**THE TASK**. All that is wanted is a word-for-word copy of the data from its first line to the line containing "use std::collections::BTreeMap;", both included.

**DATASET ENTRIES**.
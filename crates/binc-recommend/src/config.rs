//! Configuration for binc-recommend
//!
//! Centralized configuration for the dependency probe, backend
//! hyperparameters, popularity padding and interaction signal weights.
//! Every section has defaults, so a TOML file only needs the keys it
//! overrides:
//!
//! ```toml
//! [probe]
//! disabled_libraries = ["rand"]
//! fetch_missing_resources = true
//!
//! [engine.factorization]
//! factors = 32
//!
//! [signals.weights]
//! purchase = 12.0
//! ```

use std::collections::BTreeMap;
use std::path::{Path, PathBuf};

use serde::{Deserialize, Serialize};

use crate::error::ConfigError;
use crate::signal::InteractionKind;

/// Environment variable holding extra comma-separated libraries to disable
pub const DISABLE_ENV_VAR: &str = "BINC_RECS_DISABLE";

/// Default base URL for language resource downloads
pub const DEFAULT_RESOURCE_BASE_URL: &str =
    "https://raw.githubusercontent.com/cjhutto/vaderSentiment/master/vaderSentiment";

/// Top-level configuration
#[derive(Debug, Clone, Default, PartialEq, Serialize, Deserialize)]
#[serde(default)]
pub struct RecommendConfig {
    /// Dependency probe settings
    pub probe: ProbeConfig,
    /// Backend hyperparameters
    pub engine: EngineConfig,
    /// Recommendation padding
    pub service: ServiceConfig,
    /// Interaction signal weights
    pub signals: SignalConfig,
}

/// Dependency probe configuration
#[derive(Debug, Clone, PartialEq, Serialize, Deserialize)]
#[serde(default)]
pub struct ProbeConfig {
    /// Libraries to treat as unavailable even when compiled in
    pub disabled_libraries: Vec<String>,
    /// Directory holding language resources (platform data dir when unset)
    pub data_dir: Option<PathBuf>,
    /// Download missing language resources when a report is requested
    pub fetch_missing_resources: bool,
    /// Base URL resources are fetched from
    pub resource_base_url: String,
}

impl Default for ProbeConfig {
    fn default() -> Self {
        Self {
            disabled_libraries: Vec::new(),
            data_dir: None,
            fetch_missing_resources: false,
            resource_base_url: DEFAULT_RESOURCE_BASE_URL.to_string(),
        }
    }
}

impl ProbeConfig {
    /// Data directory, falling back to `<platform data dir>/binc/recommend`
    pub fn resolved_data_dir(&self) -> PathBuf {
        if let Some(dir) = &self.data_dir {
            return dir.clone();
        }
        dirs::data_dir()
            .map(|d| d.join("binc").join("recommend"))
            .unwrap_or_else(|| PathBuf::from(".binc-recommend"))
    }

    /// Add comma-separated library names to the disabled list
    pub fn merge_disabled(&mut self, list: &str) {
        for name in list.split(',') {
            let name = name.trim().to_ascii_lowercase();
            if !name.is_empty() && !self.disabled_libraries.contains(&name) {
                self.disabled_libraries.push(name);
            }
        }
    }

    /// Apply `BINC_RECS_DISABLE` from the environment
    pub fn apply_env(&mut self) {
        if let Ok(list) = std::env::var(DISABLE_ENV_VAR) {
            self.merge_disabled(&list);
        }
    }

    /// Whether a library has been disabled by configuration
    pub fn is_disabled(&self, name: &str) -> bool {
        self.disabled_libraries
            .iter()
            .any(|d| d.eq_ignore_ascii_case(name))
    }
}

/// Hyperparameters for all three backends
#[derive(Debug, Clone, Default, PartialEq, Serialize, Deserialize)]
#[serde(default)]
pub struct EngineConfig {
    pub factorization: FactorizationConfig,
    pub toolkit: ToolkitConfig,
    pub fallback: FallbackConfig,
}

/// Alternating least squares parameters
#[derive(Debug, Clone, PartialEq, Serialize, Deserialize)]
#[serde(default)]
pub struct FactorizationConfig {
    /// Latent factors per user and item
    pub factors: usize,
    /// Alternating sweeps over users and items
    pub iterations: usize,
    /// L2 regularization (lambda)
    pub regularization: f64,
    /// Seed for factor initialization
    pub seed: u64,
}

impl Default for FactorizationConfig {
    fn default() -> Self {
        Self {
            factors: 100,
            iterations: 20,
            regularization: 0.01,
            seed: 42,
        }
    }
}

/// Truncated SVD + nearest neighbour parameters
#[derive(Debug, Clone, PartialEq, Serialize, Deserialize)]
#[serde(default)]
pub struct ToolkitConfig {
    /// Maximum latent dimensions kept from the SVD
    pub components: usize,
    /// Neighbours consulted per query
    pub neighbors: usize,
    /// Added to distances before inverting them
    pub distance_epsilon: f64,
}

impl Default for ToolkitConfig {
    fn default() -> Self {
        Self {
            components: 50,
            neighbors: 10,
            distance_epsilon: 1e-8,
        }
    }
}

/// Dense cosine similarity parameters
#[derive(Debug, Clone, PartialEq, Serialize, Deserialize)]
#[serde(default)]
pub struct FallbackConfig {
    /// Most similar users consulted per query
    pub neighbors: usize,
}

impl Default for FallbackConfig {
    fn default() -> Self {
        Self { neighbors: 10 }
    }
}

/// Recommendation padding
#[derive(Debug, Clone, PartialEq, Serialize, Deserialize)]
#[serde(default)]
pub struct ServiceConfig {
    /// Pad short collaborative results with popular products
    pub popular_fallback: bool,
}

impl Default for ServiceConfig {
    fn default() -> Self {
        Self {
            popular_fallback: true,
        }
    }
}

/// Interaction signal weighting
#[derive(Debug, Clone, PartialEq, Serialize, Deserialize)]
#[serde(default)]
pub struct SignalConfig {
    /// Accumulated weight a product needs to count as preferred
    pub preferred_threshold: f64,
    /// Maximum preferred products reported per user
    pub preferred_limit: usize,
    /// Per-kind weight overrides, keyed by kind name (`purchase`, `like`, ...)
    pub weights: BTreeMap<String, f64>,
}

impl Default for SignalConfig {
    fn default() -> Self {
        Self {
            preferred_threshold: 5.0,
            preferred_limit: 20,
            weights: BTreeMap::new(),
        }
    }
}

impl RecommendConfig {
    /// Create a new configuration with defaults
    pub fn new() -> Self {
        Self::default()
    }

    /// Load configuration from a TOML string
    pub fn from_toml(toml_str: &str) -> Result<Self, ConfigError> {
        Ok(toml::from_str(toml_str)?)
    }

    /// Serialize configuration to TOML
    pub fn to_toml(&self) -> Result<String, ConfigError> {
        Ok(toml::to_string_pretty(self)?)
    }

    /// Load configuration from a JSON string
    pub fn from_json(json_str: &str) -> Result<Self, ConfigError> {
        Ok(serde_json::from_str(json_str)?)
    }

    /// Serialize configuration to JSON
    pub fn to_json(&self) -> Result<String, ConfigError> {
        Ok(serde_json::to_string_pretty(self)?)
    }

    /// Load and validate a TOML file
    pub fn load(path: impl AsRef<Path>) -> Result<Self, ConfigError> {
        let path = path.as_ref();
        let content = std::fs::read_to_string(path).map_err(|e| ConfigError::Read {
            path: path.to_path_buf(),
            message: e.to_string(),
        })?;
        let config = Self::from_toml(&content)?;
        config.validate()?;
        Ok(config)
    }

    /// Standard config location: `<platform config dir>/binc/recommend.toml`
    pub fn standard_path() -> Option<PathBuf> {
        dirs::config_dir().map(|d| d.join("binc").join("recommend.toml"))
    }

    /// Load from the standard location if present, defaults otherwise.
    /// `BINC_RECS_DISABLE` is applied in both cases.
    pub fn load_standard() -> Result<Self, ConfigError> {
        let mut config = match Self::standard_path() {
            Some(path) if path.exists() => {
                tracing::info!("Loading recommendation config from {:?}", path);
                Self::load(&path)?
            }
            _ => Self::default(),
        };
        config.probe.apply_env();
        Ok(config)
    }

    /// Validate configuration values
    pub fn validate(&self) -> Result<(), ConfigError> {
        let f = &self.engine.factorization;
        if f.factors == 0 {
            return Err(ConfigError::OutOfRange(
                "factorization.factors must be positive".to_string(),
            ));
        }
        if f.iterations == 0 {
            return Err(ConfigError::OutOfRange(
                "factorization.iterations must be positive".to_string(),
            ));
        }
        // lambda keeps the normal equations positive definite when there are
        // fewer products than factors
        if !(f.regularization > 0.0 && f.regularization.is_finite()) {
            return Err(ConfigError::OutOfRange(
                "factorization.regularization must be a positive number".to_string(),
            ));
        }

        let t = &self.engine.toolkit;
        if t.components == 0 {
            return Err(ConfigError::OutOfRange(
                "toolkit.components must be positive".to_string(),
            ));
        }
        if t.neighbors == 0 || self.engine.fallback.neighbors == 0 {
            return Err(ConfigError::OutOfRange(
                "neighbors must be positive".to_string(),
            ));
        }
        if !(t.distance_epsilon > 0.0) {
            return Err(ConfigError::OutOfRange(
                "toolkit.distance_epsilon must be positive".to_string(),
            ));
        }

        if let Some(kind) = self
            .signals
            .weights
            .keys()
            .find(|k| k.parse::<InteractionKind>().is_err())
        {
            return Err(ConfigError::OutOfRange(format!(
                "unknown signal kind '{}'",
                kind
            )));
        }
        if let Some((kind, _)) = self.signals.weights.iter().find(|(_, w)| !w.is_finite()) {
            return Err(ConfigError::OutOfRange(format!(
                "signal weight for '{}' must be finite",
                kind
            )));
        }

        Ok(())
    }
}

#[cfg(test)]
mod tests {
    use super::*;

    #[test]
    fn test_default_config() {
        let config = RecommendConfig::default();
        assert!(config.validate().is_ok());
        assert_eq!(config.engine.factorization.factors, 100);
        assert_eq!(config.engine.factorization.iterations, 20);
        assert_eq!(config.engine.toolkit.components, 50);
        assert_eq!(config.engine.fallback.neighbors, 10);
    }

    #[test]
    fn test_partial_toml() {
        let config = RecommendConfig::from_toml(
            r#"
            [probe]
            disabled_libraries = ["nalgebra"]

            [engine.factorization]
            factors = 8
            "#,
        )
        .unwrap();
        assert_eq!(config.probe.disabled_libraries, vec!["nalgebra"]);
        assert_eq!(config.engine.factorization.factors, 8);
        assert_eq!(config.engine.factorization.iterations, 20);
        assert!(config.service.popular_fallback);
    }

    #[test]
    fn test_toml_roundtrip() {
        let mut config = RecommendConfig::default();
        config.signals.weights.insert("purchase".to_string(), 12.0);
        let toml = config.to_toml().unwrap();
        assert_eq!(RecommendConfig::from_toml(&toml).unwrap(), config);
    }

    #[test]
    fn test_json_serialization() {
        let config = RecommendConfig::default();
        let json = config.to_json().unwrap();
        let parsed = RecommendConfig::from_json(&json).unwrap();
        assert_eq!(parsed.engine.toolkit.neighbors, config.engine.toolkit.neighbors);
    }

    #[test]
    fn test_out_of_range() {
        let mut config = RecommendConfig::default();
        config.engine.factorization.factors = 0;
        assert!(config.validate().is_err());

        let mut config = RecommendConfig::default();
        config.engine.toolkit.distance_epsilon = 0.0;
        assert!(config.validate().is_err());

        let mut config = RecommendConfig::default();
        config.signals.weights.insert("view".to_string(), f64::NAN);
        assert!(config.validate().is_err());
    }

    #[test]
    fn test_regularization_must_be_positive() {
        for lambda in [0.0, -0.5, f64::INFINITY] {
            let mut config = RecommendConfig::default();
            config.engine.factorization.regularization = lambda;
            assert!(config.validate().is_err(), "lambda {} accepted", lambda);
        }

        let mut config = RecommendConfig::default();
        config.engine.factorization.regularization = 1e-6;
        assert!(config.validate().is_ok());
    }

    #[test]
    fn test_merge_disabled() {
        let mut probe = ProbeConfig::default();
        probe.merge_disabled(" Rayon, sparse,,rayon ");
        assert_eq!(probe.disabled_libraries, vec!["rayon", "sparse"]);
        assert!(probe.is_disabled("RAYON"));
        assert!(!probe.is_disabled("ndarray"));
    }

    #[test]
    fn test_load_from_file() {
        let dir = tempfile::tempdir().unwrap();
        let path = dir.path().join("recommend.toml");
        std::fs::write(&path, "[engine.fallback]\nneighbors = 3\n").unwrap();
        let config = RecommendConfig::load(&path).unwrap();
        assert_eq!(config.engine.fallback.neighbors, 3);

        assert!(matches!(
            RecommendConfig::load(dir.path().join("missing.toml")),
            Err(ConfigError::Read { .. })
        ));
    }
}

**RESULT OF THIS EXERCISE**.
filename crates/binc-recommend/src/config.rs
//! Configuration for binc-recommend
//!
//! Centralized configuration for the dependency probe, backend
//! hyperparameters, popularity padding and interaction signal weights.
//! Every section has defaults, so a TOML file only needs the keys it
//! overrides:
//!
//! ```toml
//! [probe]
//! disabled_libraries = ["rand"]
//! fetch_missing_resources = true
//!
//! [engine.factorization]
//! factors = 32
//!
//! [signals.weights]
//! purchase = 12.0
//! ```

use std::collections::BTreeMap;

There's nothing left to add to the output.